Juliopolis Ancient City
To the center:39,5 km
Juliopolis Ancient City is located approximately 122 km northwest of Ankara, in the Çayırhan district of Nallıhan, at the Gülşehri Mevkii near the Skopas River (Aladağ Creek), which used to flow through the old village of Sarılar. It is known that the ancient city was submerged under the waters of the Sarıyar Dam Lake, which was built in the 1950s in this village. Some remnants of the city can still be partially seen on the northeastern shores of the reservoir. The necropolis of the city is located on the limestone cliffs on the northern coast of the reservoir, divided by the Aladağ Creek.
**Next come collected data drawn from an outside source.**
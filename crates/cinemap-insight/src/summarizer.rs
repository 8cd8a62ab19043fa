//! Per-quadrant descriptive statistics.

use std::collections::HashMap;

use cinemap_core::config::AnalyticsConfig;

use crate::types::{
    CentralMovie, Coordinate, GenreShare, Quadrant, QuadrantMember, QuadrantReport, QuadrantStats,
    RatedMovie,
};

/// Builds [`QuadrantReport`]s from quadrant members.
///
/// Members are expected in a stable order (the analytics engine passes them
/// in ascending id order); ties in rating or centroid distance keep it.
#[derive(Debug, Clone, Copy)]
pub struct QuadrantSummarizer {
    top_genres: usize,
    top_rated: usize,
    closest_to_centroid: usize,
}

impl QuadrantSummarizer {
    pub fn new(top_genres: usize, top_rated: usize, closest_to_centroid: usize) -> Self {
        Self {
            top_genres,
            top_rated,
            closest_to_centroid,
        }
    }

    pub fn from_config(config: &AnalyticsConfig) -> Self {
        Self::new(
            config.top_genres,
            config.top_rated,
            config.closest_to_centroid,
        )
    }

    /// Summarize one quadrant. An empty member list yields an empty report.
    pub fn summarize(&self, members: &[QuadrantMember<'_>], quadrant: Quadrant) -> QuadrantReport {
        if members.is_empty() {
            return QuadrantReport::empty(quadrant);
        }

        let mut top_genres = self.genre_composition(members);
        top_genres.truncate(self.top_genres);

        let centroid = centroid(members);

        QuadrantReport {
            quadrant,
            member_count: members.len(),
            stats: Some(QuadrantStats {
                centroid,
                top_genres,
                top_rated: self.top_rated(members),
                closest_to_centroid: self.closest_to(members, centroid),
            }),
        }
    }

    /// Every genre in the quadrant with its count, most frequent first.
    /// Equal counts keep the order in which the genres were first seen.
    pub fn genre_composition(&self, members: &[QuadrantMember<'_>]) -> Vec<GenreShare> {
        let mut order: Vec<(&str, usize)> = Vec::new();
        let mut index: HashMap<&str, usize> = HashMap::new();
        for member in members {
            for genre in member.genres {
                match index.get(genre.as_str()) {
                    Some(&i) => order[i].1 += 1,
                    None => {
                        index.insert(genre.as_str(), order.len());
                        order.push((genre.as_str(), 1));
                    }
                }
            }
        }
        order.sort_by(|a, b| b.1.cmp(&a.1));

        let total = members.len();
        order
            .into_iter()
            .map(|(genre, count)| GenreShare {
                genre: genre.to_string(),
                count,
                percent: percent_of(count, total),
            })
            .collect()
    }

    fn top_rated(&self, members: &[QuadrantMember<'_>]) -> Vec<RatedMovie> {
        let mut ranked: Vec<&QuadrantMember<'_>> = members.iter().collect();
        ranked.sort_by(|a, b| rating_key(b).total_cmp(&rating_key(a)));
        ranked
            .into_iter()
            .take(self.top_rated)
            .map(|m| RatedMovie {
                id: m.id,
                title: m.title.to_string(),
                rating: m.rating,
            })
            .collect()
    }

    fn closest_to(&self, members: &[QuadrantMember<'_>], centroid: Coordinate) -> Vec<CentralMovie> {
        let mut ranked: Vec<CentralMovie> = members
            .iter()
            .map(|m| CentralMovie {
                id: m.id,
                title: m.title.to_string(),
                distance: m.coordinate.distance(&centroid),
            })
            .collect();
        ranked.sort_by(|a, b| a.distance.total_cmp(&b.distance));
        ranked.truncate(self.closest_to_centroid);
        ranked
    }

    /// Human-readable summary of a report.
    pub fn describe(&self, report: &QuadrantReport) -> String {
        let stats = match &report.stats {
            Some(stats) if report.member_count > 0 => stats,
            _ => return format!("{}: No movies in this quadrant.", report.quadrant),
        };

        let names: Vec<&str> = stats.top_genres.iter().map(|g| g.genre.as_str()).collect();
        let mix = match names.as_slice() {
            [] => "movies with no listed genres".to_string(),
            [a] => format!("mostly {} movies", a),
            [a, b] => format!("mostly {} and {} movies", a, b),
            [a, b, c, ..] => format!("mostly {}, {}, and {} movies", a, b, c),
        };

        let mut text = format!(
            "{} ({} movies): This quadrant contains {}.",
            report.quadrant, report.member_count, mix
        );
        if !stats.top_genres.is_empty() {
            let details: Vec<String> = stats
                .top_genres
                .iter()
                .map(|g| format!("{} ({:.1}%)", g.genre, g.percent))
                .collect();
            text.push_str(&format!(" Top genres: {}.", details.join(", ")));
        }
        if !stats.top_rated.is_empty() {
            let rated: Vec<String> = stats
                .top_rated
                .iter()
                .map(|m| match m.rating {
                    Some(r) => format!("{} ({})", m.title, r),
                    None => format!("{} (unrated)", m.title),
                })
                .collect();
            text.push_str(&format!(" Top rated: {}.", rated.join(", ")));
        }
        if !stats.closest_to_centroid.is_empty() {
            let central: Vec<String> = stats
                .closest_to_centroid
                .iter()
                .map(|m| format!("{} (dist: {:.2})", m.title, m.distance))
                .collect();
            text.push_str(&format!(" Closest to quadrant center: {}.", central.join(", ")));
        }
        text
    }
}

impl Default for QuadrantSummarizer {
    fn default() -> Self {
        Self::from_config(&AnalyticsConfig::default())
    }
}

/// Unrated movies order as 0.
fn rating_key(member: &QuadrantMember<'_>) -> f64 {
    member.rating.unwrap_or(0.0)
}

fn centroid(members: &[QuadrantMember<'_>]) -> Coordinate {
    let n = members.len() as f64;
    let (sum1, sum2) = members.iter().fold((0.0, 0.0), |(a, b), m| {
        (a + m.coordinate.pc1, b + m.coordinate.pc2)
    });
    Coordinate::new(sum1 / n, sum2 / n)
}

/// Percentage rounded to one decimal.
fn percent_of(count: usize, total: usize) -> f64 {
    if total == 0 {
        return 0.0;
    }
    (1000.0 * count as f64 / total as f64).round() / 10.0
}

#[cfg(test)]
mod tests {
    use super::*;
    use cinemap_core::types::MovieId;

    struct Fixture {
        id: i64,
        title: &'static str,
        genres: Vec<String>,
        rating: Option<f64>,
        at: (f64, f64),
    }

    fn fixture(
        id: i64,
        title: &'static str,
        genres: &[&str],
        rating: Option<f64>,
        at: (f64, f64),
    ) -> Fixture {
        Fixture {
            id,
            title,
            genres: genres.iter().map(|g| g.to_string()).collect(),
            rating,
            at,
        }
    }

    fn members(fixtures: &[Fixture]) -> Vec<QuadrantMember<'_>> {
        fixtures
            .iter()
            .map(|f| QuadrantMember {
                id: MovieId(f.id),
                title: f.title,
                genres: &f.genres,
                rating: f.rating,
                coordinate: Coordinate::new(f.at.0, f.at.1),
            })
            .collect()
    }

    fn sample() -> Vec<Fixture> {
        vec![
            fixture(1, "Alien", &["Horror", "Sci-Fi"], Some(8.5), (1.0, 1.0)),
            fixture(2, "Aliens", &["Action", "Sci-Fi"], Some(8.4), (2.0, 1.0)),
            fixture(3, "Babe", &["Family"], None, (3.0, 4.0)),
            fixture(4, "Heat", &["Action", "Crime"], Some(8.3), (2.0, 2.0)),
        ]
    }

    #[test]
    fn test_empty_quadrant_has_no_stats() {
        let report = QuadrantSummarizer::default().summarize(&[], Quadrant::Q3);
        assert_eq!(report.quadrant, Quadrant::Q3);
        assert_eq!(report.member_count, 0);
        assert!(report.stats.is_none());
        assert!(report.is_empty());
    }

    #[test]
    fn test_genre_counts_with_first_seen_ties() {
        let fixtures = sample();
        let composition = QuadrantSummarizer::default().genre_composition(&members(&fixtures));

        let names: Vec<&str> = composition.iter().map(|g| g.genre.as_str()).collect();
        // Sci-Fi and Action both appear twice; Sci-Fi was seen first.
        assert_eq!(names, vec!["Sci-Fi", "Action", "Horror", "Family", "Crime"]);
        assert_eq!(composition[0].count, 2);
        assert_eq!(composition[0].percent, 50.0);
        assert_eq!(composition[2].percent, 25.0);
    }

    #[test]
    fn test_percent_rounded_to_one_decimal() {
        assert_eq!(percent_of(1, 3), 33.3);
        assert_eq!(percent_of(2, 3), 66.7);
        assert_eq!(percent_of(3, 3), 100.0);
    }

    #[test]
    fn test_top_genres_truncated() {
        let fixtures = vec![fixture(
            1,
            "Everything",
            &["A", "B", "C", "D", "E", "F", "G"],
            None,
            (0.0, 0.0),
        )];
        let report = QuadrantSummarizer::default().summarize(&members(&fixtures), Quadrant::Q1);
        assert_eq!(report.stats.unwrap().top_genres.len(), 5);
    }

    #[test]
    fn test_top_rated_treats_missing_as_zero() {
        let fixtures = vec![
            fixture(1, "Unrated", &[], None, (0.0, 0.0)),
            fixture(2, "Panned", &[], Some(-1.0), (0.0, 0.0)),
            fixture(3, "Fine", &[], Some(6.0), (0.0, 0.0)),
        ];
        let report = QuadrantSummarizer::new(5, 3, 3).summarize(&members(&fixtures), Quadrant::Q2);
        let ids: Vec<i64> = report
            .stats
            .unwrap()
            .top_rated
            .iter()
            .map(|m| m.id.0)
            .collect();
        assert_eq!(ids, vec![3, 1, 2]);
    }

    #[test]
    fn test_closest_to_centroid() {
        let fixtures = sample();
        let report = QuadrantSummarizer::default().summarize(&members(&fixtures), Quadrant::Q1);
        let stats = report.stats.unwrap();

        assert_eq!(stats.centroid, Coordinate::new(2.0, 2.0));
        let closest: Vec<i64> = stats.closest_to_centroid.iter().map(|m| m.id.0).collect();
        assert_eq!(closest, vec![4, 2, 1]);
        assert_eq!(stats.closest_to_centroid[0].distance, 0.0);
        for pair in stats.closest_to_centroid.windows(2) {
            assert!(pair[0].distance <= pair[1].distance);
        }
    }

    #[test]
    fn test_describe_full_report() {
        let fixtures = sample();
        let summarizer = QuadrantSummarizer::default();
        let report = summarizer.summarize(&members(&fixtures), Quadrant::Q1);

        let text = summarizer.describe(&report);
        assert!(text.starts_with(
            "Q1 (4 movies): This quadrant contains mostly Sci-Fi, Action, and Horror movies."
        ));
        assert!(text.contains("Top genres: Sci-Fi (50.0%), Action (50.0%), Horror (25.0%)"));
        assert!(text.contains("Top rated: Alien (8.5), Aliens (8.4), Heat (8.3)."));
        assert!(text.contains("Closest to quadrant center: Heat (dist: 0.00)"));
    }

    #[test]
    fn test_describe_empty_and_single_genre() {
        let summarizer = QuadrantSummarizer::default();
        assert_eq!(
            summarizer.describe(&QuadrantReport::empty(Quadrant::Q4)),
            "Q4: No movies in this quadrant."
        );

        let fixtures = vec![fixture(1, "Up", &["Family"], None, (0.0, 0.0))];
        let report = summarizer.summarize(&members(&fixtures), Quadrant::Q2);
        let text = summarizer.describe(&report);
        assert!(text.starts_with("Q2 (1 movies): This quadrant contains mostly Family movies."));
        assert!(text.contains("Up (unrated)"));
    }
}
Except for a salvage excavation carried out by the Museum of Anatolian Civilizations in 1991, no previous work has been done in the Juliopolis Necropolis, which has been heavily damaged due to illegal excavations until 2009. In order to prevent this destruction and protect the area while shedding light on its history, excavations in the Juliopolis Necropolis have been conducted since 2009 by a team of museum archaeologists led by Melih Arslan, the Director of the Museum of Anatolian Civilizations. As a result of the archaeological excavations carried out in the necropolis since 2009, a total of 434 tombs have been unearthed. These tombs consist of 70 chambered rock-cut tombs, 7 broken-roofed coffin tombs, 263 coffin-shaped rock-cut tombs, 84 simple earthen graves, 7 sarcophagus tombs, 1 urn tomb, and 2 unfinished tombs.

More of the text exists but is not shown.